Usage of jvm instance in Java bytecode

To make Java run, we can design a virtual machine for Java language features, and convert Java programs into instruction sequences that it can recognize, also known as Java bytecode, through the compiler. Since the opcode of the Java ByteCode instruction is fixed at 1 byte, its name is thus named. What this article will bring is the use of jvm in Java bytecode, which is mainly divided into two operational perspectives. Let's take a look at the specific content.

1. Virtual machine perspective

When executing the Java code, you first need to load the compiled class file into the Java virtual machine. The loaded Java class will be stored in the method area (MethodArea). The virtual opportunity executes the code in the method area at actual runtime. JavaVirtualMachines splits the heap and stack into memory to store runtime data. JavaVirtualProfessional subdivides the stack into Java method stack for Java method, local method stack for local method (native method written in C + +), and PC register for storing the execution location of each thread.

The call goes into the Java method, and the Java virtual machine generates a stack frame in the Java method stack of the current thread for storing local variables and bytecode operands. The size of the stack frame is calculated in advance, and the Java virtual machine does not need to continuously distribute the stack frame in the memory space. When the Java virtual machine exits the currently executing method, whether normal or abnormal, the current stack frame of the current thread will pop up and discard the frame.

2. Hardware perspective

The Java bytecode cannot be executed directly, so the Java virtual machine needs to translate the bytecode into machine code. In HotSpot, the translation process has two forms

1. It is to explain execution, and translate bytecode into machine code for execution

2. It is just-in-time compilation (Just-In-Timecompilation, JIT), which compiles all bytecodes contained in one method into machine code and executes it.

The advantage of the former is that there is no need to wait for compilation, while the advantage of the latter is that it actually runs faster.

Expansion of knowledge points:

As an Java developer, the pursuit of technology does not stop at being able to use API and write basic functions. If you want to have higher attainments in technology, you need to go deep into the principle level to understand the mechanism of code operation. Therefore, starting with the structure of class bytecode file, this paper dissects the internal working principle of binary bytecode step by step, which is of great benefit to deeply understand the operating mechanism of JVM, and at the same time, it is also very helpful for the work that wants to use BCEL to dynamically change Class bytecode instructions (example: JVM Class bytecode 3-using BCEL to change class attributes).

What is an Class file

The Java ByteCode class file (. class) is the "object file" produced by the Java compiler compiling the Java source file (. java). It is an 8-bit byte binary stream file, each data item is closely arranged from front to back in sequence, and there is no gap between adjacent items, which can make class file very compact and lightweight, and can be quickly loaded into memory by JVM, and occupy less memory space (convenient for network transmission).

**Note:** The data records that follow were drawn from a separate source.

use garde::Validate;
use std::sync::Arc;

use crate::controllers::FlowError;
use crate::models::cache::{CacheKey, ValidityTag};
use crate::models::job::OwnerKey;
use crate::models::wardrobe::{Garment, GarmentCategory, GarmentDraft, Inventory};
use crate::services::api::RemoteClient;
use crate::services::cache::{CacheError, CacheStore};
use crate::services::events::{AppEvent, EventSink};
use crate::services::guides::{GuideId, GuideSequencer};

/// A photo uploaded and analysed, awaiting the user's confirmation.
#[derive(Debug, Clone, PartialEq)]
pub struct AnalyzedPhoto {
    pub image_url: String,
    pub preview_url: Option<String>,
    pub draft: GarmentDraft,
}

/// Garment inventory reads and mutations.
pub struct Closet {
    remote: Arc<dyn RemoteClient>,
    cache: CacheStore,
    events: Arc<dyn EventSink>,
    guides: GuideSequencer,
    owner: OwnerKey,
}

impl Closet {
    pub fn new(
        remote: Arc<dyn RemoteClient>,
        cache: CacheStore,
        events: Arc<dyn EventSink>,
        guides: GuideSequencer,
        owner: OwnerKey,
    ) -> Self {
        Self { remote, cache, events, guides, owner }
    }

    /// Grouped inventory; valid until an `inventory-changed` event forces a refresh.
    pub async fn inventory(&self, force_refresh: bool) -> Result<Inventory, CacheError> {
        let (remote, owner) = (&self.remote, &self.owner);
        self.cache
            .fetch_with_cache(CacheKey::Inventory, &ValidityTag::unconditional(), force_refresh, || async move {
                let garments = remote.list_garments(owner, None).await?;
                Ok(Inventory::group(garments))
            })
            .await
    }

    /// Upload a garment photo and ask the backend to propose its attributes.
    pub async fn analyze_photo(&self, bytes: Vec<u8>) -> Result<AnalyzedPhoto, FlowError> {
        let target = self.remote.request_upload_url("jpg").await?;
        self.remote.upload_image(&target, bytes).await?;
        let draft = self.remote.analyze_garment(&self.owner, &target.image_url).await?;

        tracing::info!(image_url = %target.image_url, category = %draft.category, "Garment photo analysed");

        Ok(AnalyzedPhoto {
            image_url: target.image_url,
            preview_url: target.download_url,
            draft,
        })
    }

    /// Register a garment and notify screens showing inventory or history.
    pub async fn register(&self, image_url: &str, draft: &GarmentDraft) -> Result<Garment, FlowError> {
        validate_draft(draft)?;

        let garment = self.remote.register_garment(&self.owner, image_url, draft).await?;
        tracing::info!(cloth_id = garment.cloth_id, category = %garment.category, "Garment registered");

        self.events.publish(AppEvent::InventoryChanged);
        self.events.publish(AppEvent::HomeRefresh);
        if self.guides.should_show(GuideId::CoordinationStart) {
            self.events.publish(AppEvent::FirstUploadDone);
        }

        Ok(garment)
    }

    pub async fn update(&self, cloth_id: i64, draft: &GarmentDraft) -> Result<(), FlowError> {
        validate_draft(draft)?;
        self.remote.update_garment(&self.owner, cloth_id, draft).await?;
        tracing::info!(cloth_id, "Garment updated");
        self.events.publish(AppEvent::InventoryChanged);
        Ok(())
    }

    /// Delete a garment. Past outfits that used it stay in history.
    pub async fn delete(&self, cloth_id: i64) -> Result<(), FlowError> {
        self.remote.delete_garment(&self.owner, cloth_id).await?;
        tracing::info!(cloth_id, "Garment deleted");
        self.events.publish(AppEvent::InventoryChanged);
        Ok(())
    }
}

fn validate_draft(draft: &GarmentDraft) -> Result<(), FlowError> {
    draft.validate()?;
    draft
        .category
        .parse::<GarmentCategory>()
        .map_err(|_| FlowError::Invalid(format!("unknown category: {}", draft.category)))?;
    Ok(())
}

After the Java source file is compiled by the Java compiler, each class (or interface) occupies an class file separately, and all the information in the class will be described in the class file accordingly. Because the class file is very flexible, it even has stronger description ability than the Java source file.

The information in class file is arranged one by one, and each data item has its fixed length, some occupying one byte, some occupying two bytes, and others occupying four bytes or eight bytes. The different lengths of data items are represented by u1, u2, u4 and u8 respectively, which means that one data item occupies one byte, two bytes, four bytes and eight bytes in class file respectively. u1, u2, u3 and u4 can be regarded as "types" of data items in class files.